RADAR: Exposing Unlogged NoSQL Operations
Mahfuzul I. Nissan, James Wagner
TL;DR
RADAR tackles the problem of detecting unattributed operations in NoSQL databases where logs can be tampered with or suppressed. It combines Automated NoSQL Carver (ANOC) storage carving with cross-referenced, normalized application JSONL audit logs to identify delta artifacts that lack log explanations, using two detection modes tailored to storage architecture. The authors formalize algorithms for detecting unattributed inserts, deletes, and updates, and validate RADAR across ten engines (KV and document stores) under log-evasion scenarios with throughputs from $31.7$ to $397$ MB/min. This log-independent forensic framework offers a robust defense-in-depth against insider threats, enabling trustworthy NoSQL forensics in both on-premises and cloud environments.
Abstract
The widespread adoption of NoSQL databases has made digital forensics increasingly difficult as storage formats are diverse and often opaque, and audit logs cannot be assumed trustworthy when privileged insiders, such as DevOps or administrators, can disable, suppress, or manipulate logging to conceal activity.

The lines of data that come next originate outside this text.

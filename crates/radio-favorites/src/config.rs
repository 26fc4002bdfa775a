use serde::{Deserialize, Serialize};
use std::path::{Path, PathBuf};

use super::platform;

#[derive(Debug, Clone, Default, Serialize, Deserialize)]
pub struct Config {
    #[serde(default)]
    pub paths: PathsConfig,
}

/// Where list files and preferences live.
#[derive(Debug, Clone, Serialize, Deserialize)]
pub struct PathsConfig {
    /// Base directory; lists are stored in `<data_dir>/favorites/`.
    /// Defaults to `~/.local/share/radio-favorites`.
    #[serde(default = "platform::data_dir")]
    pub data_dir: PathBuf,
    /// Key-value preferences file (holds the current list name).
    #[serde(default = "platform::prefs_file")]
    pub prefs_file: PathBuf,
}

impl Default for PathsConfig {
    fn default() -> Self {
        Self {
            data_dir: platform::data_dir(),
            prefs_file: platform::prefs_file(),
        }
    }
}

impl Config {
    pub fn load() -> anyhow::Result<Self> {
        Self::load_from(&Self::config_path())
    }

    /// Load from `path`, writing a default config there if it is missing.
    pub fn load_from(path: &Path) -> anyhow::Result<Self> {
        if !path.exists() {
            let config = Self::default();
            config.save_to(path)?;
            return Ok(config);
        }

        let content = std::fs::read_to_string(path)?;
        let config: Self = toml::from_str(&content)?;
        Ok(config)
    }

    pub fn save(&self) -> anyhow::Result<()> {
        self.save_to(&Self::config_path())
    }

    pub fn save_to(&self, path: &Path) -> anyhow::Result<()> {
        if let Some(parent) = path.parent() {
            std::fs::create_dir_all(parent)?;
        }
        let content = toml::to_string_pretty(self)?;
        std::fs::write(path, content)?;
        Ok(())
    }

    pub fn config_path() -> PathBuf {
        platform::config_dir().join("config.toml")
    }

    pub fn favorites_dir(&self) -> PathBuf {
        self.paths.data_dir.join(platform::FAVORITES_SUBDIR)
    }
}
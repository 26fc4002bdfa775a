//! On-disk format of a favorites list.
//!
//! A list file is a JSON object with a single `items` key:
//!
//! ```json
//! {"items":[{"frequency":104300,"title":"Radio Rock"}]}
//! ```
//!
//! ## Decoding policy
//!
//! Reading never fails. A document that is not JSON, is not an object, or
//! has no `items` array decodes to an empty list. Inside `items`, every
//! object is kept whatever its fields contain; entries that are not
//! objects at all are dropped, keeping the entries around them.

use serde::Serialize;
use serde_json::Value;
use tracing::warn;

use crate::station::FavoriteStation;

pub const KEY_ITEMS: &str = "items";

/// Content written for a freshly created list.
pub const EMPTY_LIST: &str = r#"{"items":[]}"#;

#[derive(Serialize)]
struct ListFileRef<'a> {
    items: &'a [FavoriteStation],
}

/// Decode list file content, applying the policy described above.
pub fn decode(content: &str) -> Vec<FavoriteStation> {
    if content.trim().is_empty() {
        return Vec::new();
    }

    let doc: Value = match serde_json::from_str(content) {
        Ok(v) => v,
        Err(e) => {
            warn!("[favorites] Malformed list file, using empty list: {}", e);
            return Vec::new();
        }
    };

    let Some(items) = doc.get(KEY_ITEMS).and_then(Value::as_array) else {
        warn!("[favorites] List file has no \"{}\" array, using empty list", KEY_ITEMS);
        return Vec::new();
    };

    items
        .iter()
        .enumerate()
        .filter_map(|(idx, item)| match item {
            Value::Object(fields) => Some(FavoriteStation::from_fields(fields.clone())),
            _ => {
                warn!("[favorites] Skipping item {}: not an object", idx);
                None
            }
        })
        .collect()
}

/// Encode stations into list file content.
pub fn encode(stations: &[FavoriteStation]) -> serde_json::Result<String> {
    serde_json::to_string(&ListFileRef { items: stations })
}
//! Error types for favorites storage

use std::path::PathBuf;
use thiserror::Error;

#[derive(Error, Debug)]
pub enum FavoritesError {
    /// Name does not match `[A-Za-z0-9_-]+`.
    #[error("Invalid list name: {0:?}")]
    InvalidName(String),

    #[error("List already exists: {0}")]
    AlreadyExists(String),

    #[error("List not found: {name} (expected at {path:?})")]
    NotFound { name: String, path: PathBuf },

    #[error(transparent)]
    Io(#[from] std::io::Error),

    #[error(transparent)]
    Json(#[from] serde_json::Error),
}

pub type Result<T> = std::result::Result<T, FavoritesError>;
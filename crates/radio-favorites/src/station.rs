use serde::{Deserialize, Serialize};
use serde_json::{Map, Value};

const KEY_FREQUENCY: &str = "frequency";
const KEY_TITLE: &str = "title";

/// One entry of a favorites list.
///
/// The JSON object read from the list file is kept as-is and written back
/// as-is. `frequency` and `title` are read through accessors, so an entry
/// whose fields have unexpected types or are missing still round-trips with
/// every key and value intact (keys come back in sorted order).
#[derive(Debug, Clone, Default, PartialEq, Serialize, Deserialize)]
#[serde(transparent)]
pub struct FavoriteStation {
    fields: Map<String, Value>,
}

impl FavoriteStation {
    /// `frequency` is in kHz (e.g. 104_300 for 104.3 MHz).
    pub fn new(frequency: u32, title: impl Into<String>) -> Self {
        let mut station = Self::default();
        station.set_frequency(frequency);
        station.set_title(title);
        station
    }

    pub fn from_fields(fields: Map<String, Value>) -> Self {
        Self { fields }
    }

    pub fn fields(&self) -> &Map<String, Value> {
        &self.fields
    }

    pub fn fields_mut(&mut self) -> &mut Map<String, Value> {
        &mut self.fields
    }

    pub fn get(&self, key: &str) -> Option<&Value> {
        self.fields.get(key)
    }

    /// Frequency in kHz, if present and a non-negative integer that fits.
    pub fn frequency(&self) -> Option<u32> {
        self.fields
            .get(KEY_FREQUENCY)
            .and_then(Value::as_u64)
            .and_then(|f| u32::try_from(f).ok())
    }

    pub fn set_frequency(&mut self, frequency: u32) {
        self.fields.insert(KEY_FREQUENCY.to_string(), frequency.into());
    }

    pub fn title(&self) -> Option<&str> {
        self.fields.get(KEY_TITLE).and_then(Value::as_str)
    }

    pub fn set_title(&mut self, title: impl Into<String>) {
        self.fields
            .insert(KEY_TITLE.to_string(), Value::String(title.into()));
    }

    /// Label for list rows: the title, or the frequency in MHz when untitled.
    pub fn display(&self) -> String {
        match (self.title().map(str::trim), self.frequency()) {
            (Some(title), _) if !title.is_empty() => title.to_string(),
            (_, Some(freq)) => format!("{:.1} MHz", freq as f64 / 1000.0),
            _ => "?".to_string(),
        }
    }
}

#[cfg(test)]
mod tests {
    use super::*;
    use serde_json::json;

    fn parse(value: Value) -> FavoriteStation {
        serde_json::from_value(value).unwrap()
    }

    #[test]
    fn test_display_prefers_title() {
        let s = FavoriteStation::new(104_300, "Radio Rock");
        assert_eq!(s.display(), "Radio Rock");
    }

    #[test]
    fn test_display_falls_back_to_frequency() {
        let s = FavoriteStation::new(104_300, "  ");
        assert_eq!(s.display(), "104.3 MHz");
        assert_eq!(FavoriteStation::default().display(), "?");
    }

    #[test]
    fn test_missing_fields_stay_missing() {
        let s = parse(json!({ "name": "NoFreq" }));
        assert_eq!(s.frequency(), None);
        assert_eq!(s.title(), None);
        assert_eq!(serde_json::to_value(&s).unwrap(), json!({ "name": "NoFreq" }));
    }

    #[test]
    fn test_unknown_fields_pass_through() {
        let raw = json!({ "frequency": 88_000, "title": "Jazz", "rds": "JAZZFM", "pinned": true });
        let s = parse(raw.clone());
        assert_eq!(s.frequency(), Some(88_000));
        assert_eq!(s.get("rds"), Some(&json!("JAZZFM")));
        assert_eq!(serde_json::to_value(&s).unwrap(), raw);
    }

    #[test]
    fn test_odd_frequency_is_kept_but_not_interpreted() {
        for raw in [json!(104.3), json!(-1), json!("fast"), json!(u64::MAX)] {
            let s = parse(json!({ "frequency": raw.clone() }));
            assert_eq!(s.frequency(), None, "{}", raw);
            assert_eq!(s.get("frequency"), Some(&raw));
        }
    }

    #[test]
    fn test_setters_overwrite_in_place() {
        let mut s = parse(json!({ "frequency": "x", "extra": 1 }));
        s.set_frequency(99_100);
        s.set_title("Set");
        assert_eq!(
            serde_json::to_value(&s).unwrap(),
            json!({ "frequency": 99_100, "title": "Set", "extra": 1 })
        );
    }

    #[test]
    fn test_non_object_is_rejected() {
        assert!(serde_json::from_value::<FavoriteStation>(json!([1, 2])).is_err());
    }
}
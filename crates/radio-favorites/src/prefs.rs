//! Key-value preference storage.
//!
//! The favorites store only needs string get/set, so this is a small trait
//! with an in-memory implementation and a JSON-file one.

use std::collections::HashMap;
use std::path::{Path, PathBuf};

use serde_json::{Map, Value};
use tracing::{debug, warn};

use crate::error::Result;

pub trait KeyValueStore {
    /// Value stored under `key`, or `default` when unset.
    fn get(&self, key: &str, default: &str) -> String;

    fn set(&mut self, key: &str, value: &str) -> Result<()>;
}

#[derive(Debug, Clone, Default)]
pub struct MemoryPrefs {
    values: HashMap<String, String>,
}

impl MemoryPrefs {
    pub fn new() -> Self {
        Self::default()
    }
}

impl KeyValueStore for MemoryPrefs {
    fn get(&self, key: &str, default: &str) -> String {
        self.values
            .get(key)
            .cloned()
            .unwrap_or_else(|| default.to_string())
    }

    fn set(&mut self, key: &str, value: &str) -> Result<()> {
        self.values.insert(key.to_string(), value.to_string());
        Ok(())
    }
}

/// Preferences kept as a flat JSON object in one file.
///
/// The file may be shared with other settings: entries of any JSON type are
/// kept and written back, but `get` only sees string values. Every `set`
/// rewrites the whole file.
#[derive(Debug)]
pub struct JsonPrefs {
    path: PathBuf,
    values: Map<String, Value>,
}

impl JsonPrefs {
    /// Open `path`. A missing or unreadable file starts out empty.
    pub fn open(path: impl Into<PathBuf>) -> Self {
        let path = path.into();
        let values = Self::load_values(&path);
        Self { path, values }
    }

    pub fn path(&self) -> &Path {
        &self.path
    }

    fn load_values(path: &Path) -> Map<String, Value> {
        let content = match std::fs::read_to_string(path) {
            Ok(c) => c,
            Err(e) => {
                debug!("[prefs] No preferences at {}: {}", path.display(), e);
                return Map::new();
            }
        };
        match serde_json::from_str::<Value>(&content) {
            Ok(Value::Object(values)) => values,
            Ok(_) => {
                warn!("[prefs] Ignoring {}: not a JSON object", path.display());
                Map::new()
            }
            Err(e) => {
                warn!("[prefs] Ignoring malformed {}: {}", path.display(), e);
                Map::new()
            }
        }
    }

    fn flush(&self) -> Result<()> {
        if let Some(parent) = self.path.parent() {
            std::fs::create_dir_all(parent)?;
        }
        let json = serde_json::to_string_pretty(&self.values)?;
        std::fs::write(&self.path, json)?;
        Ok(())
    }
}

impl KeyValueStore for JsonPrefs {
    fn get(&self, key: &str, default: &str) -> String {
        self.values
            .get(key)
            .and_then(Value::as_str)
            .unwrap_or(default)
            .to_string()
    }

    fn set(&mut self, key: &str, value: &str) -> Result<()> {
        self.values
            .insert(key.to_string(), Value::String(value.to_string()));
        self.flush()
    }
}
use std::path::PathBuf;

const APP_DIR: &str = "radio-favorites";

/// Subdirectory of the data dir holding one `<name>.json` per list.
pub const FAVORITES_SUBDIR: &str = "favorites";

/// `~/.local/share/radio-favorites` on Unix (macOS included), the local
/// app-data folder elsewhere.
pub fn data_dir() -> PathBuf {
    #[cfg(unix)]
    let base = dirs::home_dir().map(|home| home.join(".local").join("share"));
    #[cfg(not(unix))]
    let base = dirs::data_local_dir();

    base.unwrap_or_else(std::env::temp_dir).join(APP_DIR)
}

/// `~/.config/radio-favorites` on Unix, the roaming config folder elsewhere.
pub fn config_dir() -> PathBuf {
    #[cfg(unix)]
    let base = dirs::home_dir().map(|home| home.join(".config"));
    #[cfg(not(unix))]
    let base = dirs::config_dir();

    base.unwrap_or_else(|| PathBuf::from(".")).join(APP_DIR)
}

pub fn favorites_dir() -> PathBuf {
    data_dir().join(FAVORITES_SUBDIR)
}

pub fn prefs_file() -> PathBuf {
    data_dir().join("prefs.json")
}

#[cfg(test)]
mod tests {
    use super::*;

    #[test]
    fn test_favorites_dir_under_data_dir() {
        let dir = favorites_dir();
        assert!(dir.starts_with(data_dir()));
        assert!(dir.ends_with("radio-favorites/favorites"));
    }

    #[test]
    fn test_prefs_file_under_data_dir() {
        assert_eq!(prefs_file().parent(), Some(data_dir().as_path()));
    }

    #[test]
    fn test_config_dir_is_app_specific() {
        assert!(config_dir().ends_with(APP_DIR));
    }
}
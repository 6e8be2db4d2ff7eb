//! Device facade of sluice.
//!
//! [`Factory`] picks queue families from [`Config`], creates queues
//! and hands out semaphores and fences bound to its device.

#![warn(
    missing_debug_implementations,
    missing_copy_implementations,
    missing_docs,
    trivial_casts,
    trivial_numeric_casts,
    unused_extern_crates,
    unused_import_braces,
    unused_qualifications
)]

#[macro_use]
extern crate failure;

use sluice_command as command;

mod config;
mod factory;

#[cfg(test)]
mod test;

pub use crate::{
    config::{Config, FamilyInfo, OneQueue, QueuesConfigure, SavedQueueConfig, TimelineMode},
    factory::{CreationError, Factory},
};
use {
    crate::{SoftBackend, SoftPreamble, SoftSyncobj, SoftSyncobjs},
    parking_lot::Mutex,
    sluice_core::{
        DeviceLost, HwSubmission, OutOfMemory, PreambleRequirements, QueueId, SparseBind,
        SubmitError, SyncobjDevice, SyncobjPoint, Winsys,
    },
    std::{
        sync::Arc,
        thread::{self, ThreadId},
    },
};

/// Submission as seen by the hardware.
#[derive(Clone, Debug, PartialEq, Eq)]
pub struct SubmitRecord {
    /// Target queue.
    pub queue: QueueId,

    /// Labels of submitted command buffers.
    pub command_buffers: Vec<u64>,

    /// Id of preamble that was used.
    pub preamble: Option<u32>,

    /// Whether caches were flushed.
    pub flush_caches: bool,

    /// Waited syncobjs.
    pub waits: Vec<SyncobjPoint<SoftSyncobj>>,

    /// Signaled syncobjs.
    pub signals: Vec<SyncobjPoint<SoftSyncobj>>,

    /// Signaled fence.
    pub fence: Option<SoftSyncobj>,

    /// Thread that submitted.
    pub thread: ThreadId,
}

#[derive(Debug, Default)]
struct Completion {
    binary: Vec<SoftSyncobj>,
    timeline: Vec<(SoftSyncobj, u64)>,
}

#[derive(Debug, Default)]
struct State {
    records: Vec<SubmitRecord>,
    binds: Vec<(QueueId, usize)>,
    held: Vec<Completion>,
    hold: bool,
    fail_submits: bool,
    next_preamble: u32,
    preambles_alive: usize,
}

/// Recording winsys with instantly completing queues.
#[derive(Debug)]
pub struct SoftWinsys {
    syncobjs: Arc<SoftSyncobjs>,
    state: Mutex<State>,
}

impl SoftWinsys {
    /// Create winsys that signals syncobjs from `syncobjs`.
    pub fn new(syncobjs: Arc<SoftSyncobjs>) -> Self {
        SoftWinsys {
            syncobjs,
            state: Mutex::new(State::default()),
        }
    }

    /// Keep submitted work incomplete until [`SoftWinsys::complete`] is called.
    pub fn hold(&self, hold: bool) {
        self.state.lock().hold = hold;
    }

    /// Complete all held work.
    pub fn complete(&self) -> Result<(), DeviceLost> {
        let held = std::mem::replace(&mut self.state.lock().held, Vec::new());
        for completion in held {
            self.complete_one(completion)?;
        }
        Ok(())
    }

    /// Make following submissions fail as if the device was lost.
    pub fn fail_submits(&self, fail: bool) {
        self.state.lock().fail_submits = fail;
    }

    /// Recorded submissions in submission order.
    pub fn records(&self) -> Vec<SubmitRecord> {
        self.state.lock().records.clone()
    }

    /// Labels of submitted command buffers in submission order.
    pub fn submitted_labels(&self) -> Vec<u64> {
        self.state
            .lock()
            .records
            .iter()
            .flat_map(|record| record.command_buffers.iter().cloned())
            .collect()
    }

    /// Sparse binding operations executed, with number of ranges in each.
    pub fn binds(&self) -> Vec<(QueueId, usize)> {
        self.state.lock().binds.clone()
    }

    /// Number of preambles ever created.
    pub fn preambles_created(&self) -> u32 {
        self.state.lock().next_preamble
    }

    /// Number of preambles not destroyed yet.
    pub fn preambles_alive(&self) -> usize {
        self.state.lock().preambles_alive
    }

    fn complete_one(&self, completion: Completion) -> Result<(), DeviceLost> {
        self.syncobjs.signal_syncobjs(&completion.binary)?;
        self.syncobjs.timeline_signal(&completion.timeline)
    }
}

impl Winsys<SoftBackend> for SoftWinsys {
    fn create_preamble(
        &self,
        _queue: QueueId,
        requirements: &PreambleRequirements,
    ) -> Result<SoftPreamble, OutOfMemory> {
        let mut state = self.state.lock();
        let id = state.next_preamble;
        state.next_preamble += 1;
        state.preambles_alive += 1;
        Ok(SoftPreamble {
            id,
            requirements: *requirements,
        })
    }

    fn destroy_preamble(&self, _preamble: SoftPreamble) {
        self.state.lock().preambles_alive -= 1;
    }

    fn bind_sparse(&self, queue: QueueId, bind: &SparseBind<SoftBackend>) -> Result<(), SubmitError> {
        let mut state = self.state.lock();
        if state.fail_submits {
            return Err(DeviceLost.into());
        }
        state.binds.push((queue, bind.len()));
        Ok(())
    }

    fn submit(&self, submission: HwSubmission<'_, SoftBackend>) -> Result<(), SubmitError> {
        let completion = {
            let mut state = self.state.lock();
            if state.fail_submits {
                return Err(DeviceLost.into());
            }

            state.records.push(SubmitRecord {
                queue: submission.queue,
                command_buffers: submission
                    .command_buffers
                    .iter()
                    .map(|cb| cb.label)
                    .collect(),
                preamble: submission.preamble.map(|preamble| preamble.id),
                flush_caches: submission.flush_caches,
                waits: submission.waits.to_vec(),
                signals: submission.signals.to_vec(),
                fence: submission.fence,
                thread: thread::current().id(),
            });

            let completion = Completion {
                binary: submission
                    .signals
                    .iter()
                    .filter(|point| point.value.is_none())
                    .map(|point| point.syncobj)
                    .chain(submission.fence)
                    .collect(),
                timeline: submission
                    .signals
                    .iter()
                    .filter_map(|point| point.value.map(|value| (point.syncobj, value)))
                    .collect(),
            };

            if state.hold {
                for &(syncobj, value) in &completion.timeline {
                    self.syncobjs.make_available(syncobj, value)?;
                }
                state.held.push(completion);
                return Ok(());
            }
            completion
        };

        self.complete_one(completion)?;
        Ok(())
    }
}
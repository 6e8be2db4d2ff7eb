//! Device id allows checking if any synchronization object or queue belongs to a specific
//! device. Objects from different devices must never meet in one submission.

#[cfg(not(feature = "no-slow-safety-checks"))]
fn new_device_id() -> DeviceId {
    static DEVICE_ID: std::sync::atomic::AtomicUsize = std::sync::atomic::AtomicUsize::new(0);

    let id = DEVICE_ID.fetch_add(1, std::sync::atomic::Ordering::Relaxed);
    assert!(
        id < usize::max_value() && (id as u32) < u32::max_value(),
        "Too many devices created"
    );

    if id == 0 {
        // Warn once.
        log::info!("Slow safety checks are enabled! You can disable them in production by enabling the 'no-slow-safety-checks' feature!");
    }

    DeviceId { id: id as u32 }
}

#[cfg(feature = "no-slow-safety-checks")]
fn new_device_id() -> DeviceId {
    DeviceId {}
}

/// Id of the device.
#[derive(Clone, Copy, Debug, PartialEq, Eq, Hash)]
pub struct DeviceId {
    /// Unique id.
    #[cfg(not(feature = "no-slow-safety-checks"))]
    pub id: u32,
}

impl DeviceId {
    /// Create new device id.
    pub fn new() -> Self {
        new_device_id()
    }
}

/// Implement ownership checks for a type that stores the id of its device.
///
/// `device_owned!(Fence<B>)` expects a `device: DeviceId` field.
/// `device_owned!(Queue<B> @ |q: &Self| q.shared.device)` takes an accessor instead.
#[macro_export]
macro_rules! device_owned {
    ($type:ident<B $(, $arg:ident)*> @ $getter:expr) => {
        #[allow(unused)]
        impl<B $(, $arg)*> $type<B $(, $arg)*>
        where
            B: $crate::Backend,
        {
            /// Get id of the device that owns this object.
            pub fn device_id(&self) -> $crate::DeviceId {
                ($getter)(self)
            }

            /// Assert that this object is owned by the specified device.
            pub fn assert_device_owner(&self, device: $crate::DeviceId) {
                $crate::sluice_slow_assert_eq!(
                    self.device_id(),
                    device,
                    "Object is not owned by the specified device"
                );
            }
        }
    };

    ($type:ident<B $(, $arg:ident)*>) => {
        $crate::device_owned!($type<B $(, $arg)*> @ |s: &Self| s.device);
    };
}

#[cfg(test)]
mod tests {
    use super::*;

    #[test]
    #[cfg(not(feature = "no-slow-safety-checks"))]
    fn device_ids_are_unique() {
        let a = DeviceId::new();
        let b = DeviceId::new();
        assert_ne!(a, b);
    }
}
#![allow(dead_code)]

mod lost;
mod ordering;
mod timeline;

use {
    crate::{command::WorkerConfig, Config, Factory, FamilyInfo, SavedQueueConfig, TimelineMode},
    sluice_core::{FamilyId, QueueId, QueueType},
    sluice_soft::{SoftBackend, SoftSyncobjs, SoftWinsys},
    std::{sync::Arc, time::Duration},
};

pub const GENERAL: FamilyId = FamilyId { index: 0 };
pub const TRANSFER: FamilyId = FamilyId { index: 1 };

/// Factory over soft collaborators that tests can poke directly.
pub struct Harness {
    pub syncobjs: Arc<SoftSyncobjs>,
    pub winsys: Arc<SoftWinsys>,
    pub factory: Factory<SoftBackend>,
}

impl Harness {
    pub fn new(timelines: TimelineMode) -> Self {
        let _ = env_logger::builder().is_test(true).try_init();

        let syncobjs = Arc::new(SoftSyncobjs::new());
        let winsys = Arc::new(SoftWinsys::new(syncobjs.clone()));
        let config = Config {
            queues: SavedQueueConfig(vec![(GENERAL, 2), (TRANSFER, 1)]),
            worker: WorkerConfig {
                poll_interval: Duration::from_millis(5),
                thread_name: "sluice-test".into(),
            },
            timelines,
        };

        let factory = Factory::new(config, &families(), syncobjs.clone(), winsys.clone())
            .expect("Soft device provides requested queues");

        Harness {
            syncobjs,
            winsys,
            factory,
        }
    }

    pub fn emulated() -> Self {
        Self::new(TimelineMode::Emulated)
    }

    pub fn kernel() -> Self {
        Self::new(TimelineMode::Syncobj)
    }

    pub fn dispose(self) {
        self.factory.dispose();
    }
}

pub fn families() -> Vec<FamilyInfo> {
    vec![
        FamilyInfo {
            id: GENERAL,
            queue_type: QueueType::General,
            max_queues: 2,
        },
        FamilyInfo {
            id: TRANSFER,
            queue_type: QueueType::Transfer,
            max_queues: 1,
        },
    ]
}

pub fn general(index: usize) -> QueueId {
    QueueId::new(GENERAL, index)
}

pub fn transfer() -> QueueId {
    QueueId::new(TRANSFER, 0)
}
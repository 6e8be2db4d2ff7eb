//! Logical device and its sticky lost state.

use {
    sluice_core::{DeviceId, DeviceLost, SyncobjDevice, Winsys, Backend},
    std::sync::{
        atomic::{AtomicBool, Ordering},
        Arc,
    },
};

/// Logical device shared by queues, semaphores and fences.
///
/// Holds the collaborators and the sticky lost flag.
/// Once lost the device never recovers and every operation fails fast.
#[derive(derivative::Derivative)]
#[derivative(Debug)]
pub struct Device<B: Backend> {
    id: DeviceId,
    #[derivative(Debug = "ignore")]
    syncobjs: Arc<dyn SyncobjDevice<B>>,
    #[derivative(Debug = "ignore")]
    winsys: Arc<dyn Winsys<B>>,
    lost: AtomicBool,
}

impl<B> Device<B>
where
    B: Backend,
{
    /// Wrap collaborators.
    pub fn new(syncobjs: Arc<dyn SyncobjDevice<B>>, winsys: Arc<dyn Winsys<B>>) -> Self {
        Device {
            id: DeviceId::new(),
            syncobjs,
            winsys,
            lost: AtomicBool::new(false),
        }
    }

    /// Get device id.
    pub fn id(&self) -> DeviceId {
        self.id
    }

    /// Kernel synchronization primitive.
    pub fn syncobjs(&self) -> &Arc<dyn SyncobjDevice<B>> {
        &self.syncobjs
    }

    /// Hardware submission interface.
    pub fn winsys(&self) -> &Arc<dyn Winsys<B>> {
        &self.winsys
    }

    /// Check if device is lost.
    pub fn is_lost(&self) -> bool {
        self.lost.load(Ordering::Acquire)
    }

    /// Fail fast if device is lost.
    pub fn check(&self) -> Result<(), DeviceLost> {
        if self.is_lost() {
            Err(DeviceLost)
        } else {
            Ok(())
        }
    }

    /// Mark device as lost. Returns `DeviceLost` for convenience.
    pub fn set_lost(&self, reason: &str) -> DeviceLost {
        if !self.lost.swap(true, Ordering::AcqRel) {
            log::error!("Device lost: {}", reason);
        }
        DeviceLost
    }
}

We present RADAR (Record & Artifact Detection, Alignment & Reporting), a log-adversary-aware framework that derives forensic ground truth by cross-referencing low-level storage artifacts against high-level application logs. RADAR analyzes artifacts reconstructed by the Automated NoSQL Carver (ANOC), which infers layouts and carves records directly from raw disk bytes, bypassing database APIs and the management system entirely, thereby treating physical storage as the independent evidence source. RADAR then reconciles carved artifacts with the audit log to identify delta artifacts such as unlogged insertions, silent deletions, and field-level updates that exist on disk but are absent from the logical history. We evaluate RADAR across ten NoSQL engines, including BerkeleyDB, LMDB, MDBX, etcd, ZODB, Durus, LiteDB, Realm, RavenDB, and NitriteDB, spanning key-value and document stores and multiple storage designs, e.g., copy-on-write/MVCC, B/B+ tree, and append-only. Under log-evasion scenarios, such as log suppression and post-maintenance attacks, including cases where historical bytes are pruned, RADAR consistently exposes unattributed operations while sustaining 31.7-397 MB/min processing throughput, demonstrating the feasibility of log-independent, trustworthy NoSQL forensics.